We reached Nimtalla Ghat about twelve; after staying
there for about ten to fifteen minutes, sprinkling
the holy water on the dead body, all proceeded slowly
to the Kultalla Ghat, about three miles north of Nimtalla.
The dead body, wrapped in new clothes, being placed
on the pyre, my aunt was desired to walk seven times
round it, which she did while strewing flowers, cowries
(shells), and parched rice on the ground. It struck
me at the time that, at every successive circumambulation,
her strength and presence of mind failed; whereupon
the Darogah (government representative) stepped forward
once more and endeavoured, even at the last moment,
to deter her from her fatal determination. But
she, at the very threshold of ghastly death, in the
last hour of expiring life, the fatal torch of Yama
(Pluto) before her, calmly ascended the funeral pile
and, lying down by the side of her husband with one
hand under his head, and another on his breast, was
heard to call in a half-suppressed voice, ’Hari,
Hari,’ a sign of her firm belief
in the reality of eternal beatitude. When she
had thus laid herself on the funeral pyre, she was
instantly covered, or rather choked, with dried wood,
while some stout men with bamboos held and pressed
down the pyre, which was by this time burning fiercely
on all sides. A great shout of exultation then
arose from the surrounding spectators, till both the
dead and living bodies were converted into a handful
of dust and ashes."
The custom of Sati has been outlawed;
but the spirit of Sati still dominates the womanly
heart of the Hindu wife.
It is this beautiful blending of piety
and wifely devotion which has been the song of Hindu
poets, and the admiration of the Hindu community,
from time immemorial. It is true that a wife dare
not utter the name of her husband. The name of
the husband of a Hindu woman was Faith. When
she came to read the Bible, she skipped this word every
time it occurred in her reading. Why should she
demean her lord by pronouncing publicly his sacred
name?
And yet, when it comes to matters
of religion, her stern piety and her religious devotion
in the home are the most potent factor of the household;
and husband and father will bow to her supremacy in
this realm. All public life and social functions
have been proscribed to her; therefore, does she see
to it that in her narrow home sphere, both religiously
and in the training of her children, her influence
shall be supreme. And it is.
It is here that the progress of Christianity
is much impeded in India. A man is often found
ready to change his faith, and to abide the consequence
of the same. It is much more difficult for a woman
to transfer her affection. But the conversion
of the husband will not abide in permanence so long
as the wife persists in her devotion to the ancestral
faith. The writer has often seen illustrations
of this supremacy of the influence of the woman.

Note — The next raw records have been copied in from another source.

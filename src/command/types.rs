//! # Command / Response Wire Types
//!
//! JSON request/response pair carried over the command topics (§3, §6).
//! `Op` is internally tagged on `"op"` so a wire message looks like
//! `{"id":"r1","op":"SET","key":"k","value":"v"}` — flat, not nested,
//! matching the teacher's text protocol in spirit even though the wire
//! format here is JSON rather than line-oriented text.

use serde::{Deserialize, Serialize};

use crate::error::ErrorCode;

#[derive(Debug, Clone, Serialize, Deserialize)]
#[serde(tag = "op")]
pub enum Op {
    #[serde(rename = "GET")]
    Get { key: String },
    #[serde(rename = "SET")]
    Set { key: String, value: String },
    #[serde(rename = "DEL")]
    Del { key: String },
    #[serde(rename = "INCR")]
    Incr {
        key: String,
        #[serde(default)]
        amount: Option<i64>,
    },
    #[serde(rename = "DECR")]
    Decr {
        key: String,
        #[serde(default)]
        amount: Option<i64>,
    },
    #[serde(rename = "APPEND")]
    Append { key: String, value: String },
    #[serde(rename = "PREPEND")]
    Prepend { key: String, value: String },
    #[serde(rename = "MGET")]
    Mget { keys: Vec<String> },
    #[serde(rename = "MSET")]
    Mset { key_values: Vec<(String, String)> },
}

impl Op {
    pub fn name(&self) -> &'static str {
        match self {
            Op::Get { .. } => "GET",
            Op::Set { .. } => "SET",
            Op::Del { .. } => "DEL",
            Op::Incr { .. } => "INCR",
            Op::Decr { .. } => "DECR",
            Op::Append { .. } => "APPEND",
            Op::Prepend { .. } => "PREPEND",
            Op::Mget { .. } => "MGET",
            Op::Mset { .. } => "MSET",
        }
    }

    /// Whether this op mutates storage and therefore needs a `seq` and a
    /// replication event. GET/MGET are read-only.
    pub fn is_mutation(&self) -> bool {
        !matches!(self, Op::Get { .. } | Op::Mget { .. })
    }
}

#[derive(Debug, Clone, Serialize, Deserialize)]
pub struct Command {
    pub id: String,
    #[serde(flatten)]
    pub op: Op,
}

#[derive(Debug, Clone, Copy, PartialEq, Eq, Serialize, Deserialize)]
#[serde(rename_all = "SCREAMING_SNAKE_CASE")]
pub enum Status {
    Ok,
    Error,
}

/// One element of a bulk `results` array (§3, §4.4). Used for both MGET
/// (`status` is `OK`/`NOT_FOUND`, never a hard error) and MSET
/// (per-pair success or failure, independent of the overall top-level
/// status).
#[derive(Debug, Clone, Serialize, Deserialize)]
pub struct ResultItem {
    pub status: Status,
    #[serde(skip_serializing_if = "Option::is_none", default)]
    pub value: Option<String>,
    #[serde(skip_serializing_if = "Option::is_none", default)]
    pub error_code: Option<ErrorCode>,
    #[serde(skip_serializing_if = "Option::is_none", default)]
    pub error: Option<String>,
}

impl ResultItem {
    pub fn ok() -> Self {
        Self { status: Status::Ok, value: None, error_code: None, error: None }
    }
    pub fn ok_value(value: String) -> Self {
        Self { status: Status::Ok, value: Some(value), error_code: None, error: None }
    }
    pub fn not_found() -> Self {
        Self { status: Status::Error, value: None, error_code: Some(ErrorCode::NotFound), error: Some(ErrorCode::NotFound.default_message().to_string()) }
    }
    pub fn error(code: ErrorCode, message: impl Into<String>) -> Self {
        Self { status: Status::Error, value: None, error_code: Some(code), error: Some(message.into()) }
    }
}

#[derive(Debug, Clone, Serialize, Deserialize)]
pub struct Response {
    pub id: String,
    pub status: Status,
    #[serde(skip_serializing_if = "Option::is_none", default)]
    pub value: Option<String>,
    #[serde(skip_serializing_if = "Option::is_none", default)]
    pub results: Option<Vec<ResultItem>>,
    #[serde(skip_serializing_if = "Option::is_none", default)]
    pub error_code: Option<ErrorCode>,
    #[serde(skip_serializing_if = "Option::is_none", default)]
    pub error: Option<String>,
}

impl Response {
    pub fn ok(id: impl Into<String>) -> Self {
        Self { id: id.into(), status: Status::Ok, value: None, results: None, error_code: None, error: None }
    }
    pub fn ok_value(id: impl Into<String>, value: impl Into<String>) -> Self {
        Self { id: id.into(), status: Status::Ok, value: Some(value.into()), results: None, error_code: None, error: None }
    }
    pub fn ok_results(id: impl Into<String>, results: Vec<ResultItem>) -> Self {
        Self { id: id.into(), status: Status::Ok, value: None, results: Some(results), error_code: None, error: None }
    }
    pub fn error(id: impl Into<String>, code: ErrorCode, message: impl Into<String>) -> Self {
        Self { id: id.into(), status: Status::Error, value: None, results: None, error_code: Some(code), error: Some(message.into()) }
    }
}
//! # Command Processing
//!
//! - **`types`**: the JSON `Command`/`Response`/`Op` wire schema (§3/§4.1).
//! - **`idempotency`**: `(client_id, request_id)`-keyed LRU+TTL cache so a
//!   retried command is answered from cache instead of re-applied.
//! - **`processor`**: [`processor::CommandProcessor`] — validation, limits,
//!   bulk semantics, `seq` assignment, dispatch to storage and replication.

pub mod idempotency;
pub mod processor;
pub mod types;

pub use idempotency::IdempotencyCache;
pub use processor::CommandProcessor;
pub use types::{Command, Op, Response, Status};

But it is not always so. In 1823, a Brahman child
was born in Calcutta. When six years old, he
lighted, by torch, the funeral pyre of his dead father
and living mother. When he attained manhood and
had received a University education, he became a Christian.
He was then not only renounced by his family, but
his young wife also spurned and denied him. In
accordance with her faith, she regarded and treated
him as dead, performed his funeral rites, and, with
shaven head, unjewelled body, and the widow’s
white cloth, mourned his decease as if he had actually
died. For Christ’s sake he had been an outcast
from his people and was twice dead to his beloved.
This experience has been repeated a thousand times
in India in the case of Christian converts. But,
in this particular instance, there was a remarkable
denouement. The young man, deserted, divorced,
and ceremonially buried by his wife, married a Christian
woman, with whom he lived happily for many years.
But after her death he returned to his first love
and remarried the widow of his youth, who,
in the meanwhile, had relented and become a Christian.
This was the experience of Professor Chuckerbuthy,
of the General Assembly College, in Calcutta, who
died in 1901.
Marriage among Hindus differs in many
respects from the same compact among western people.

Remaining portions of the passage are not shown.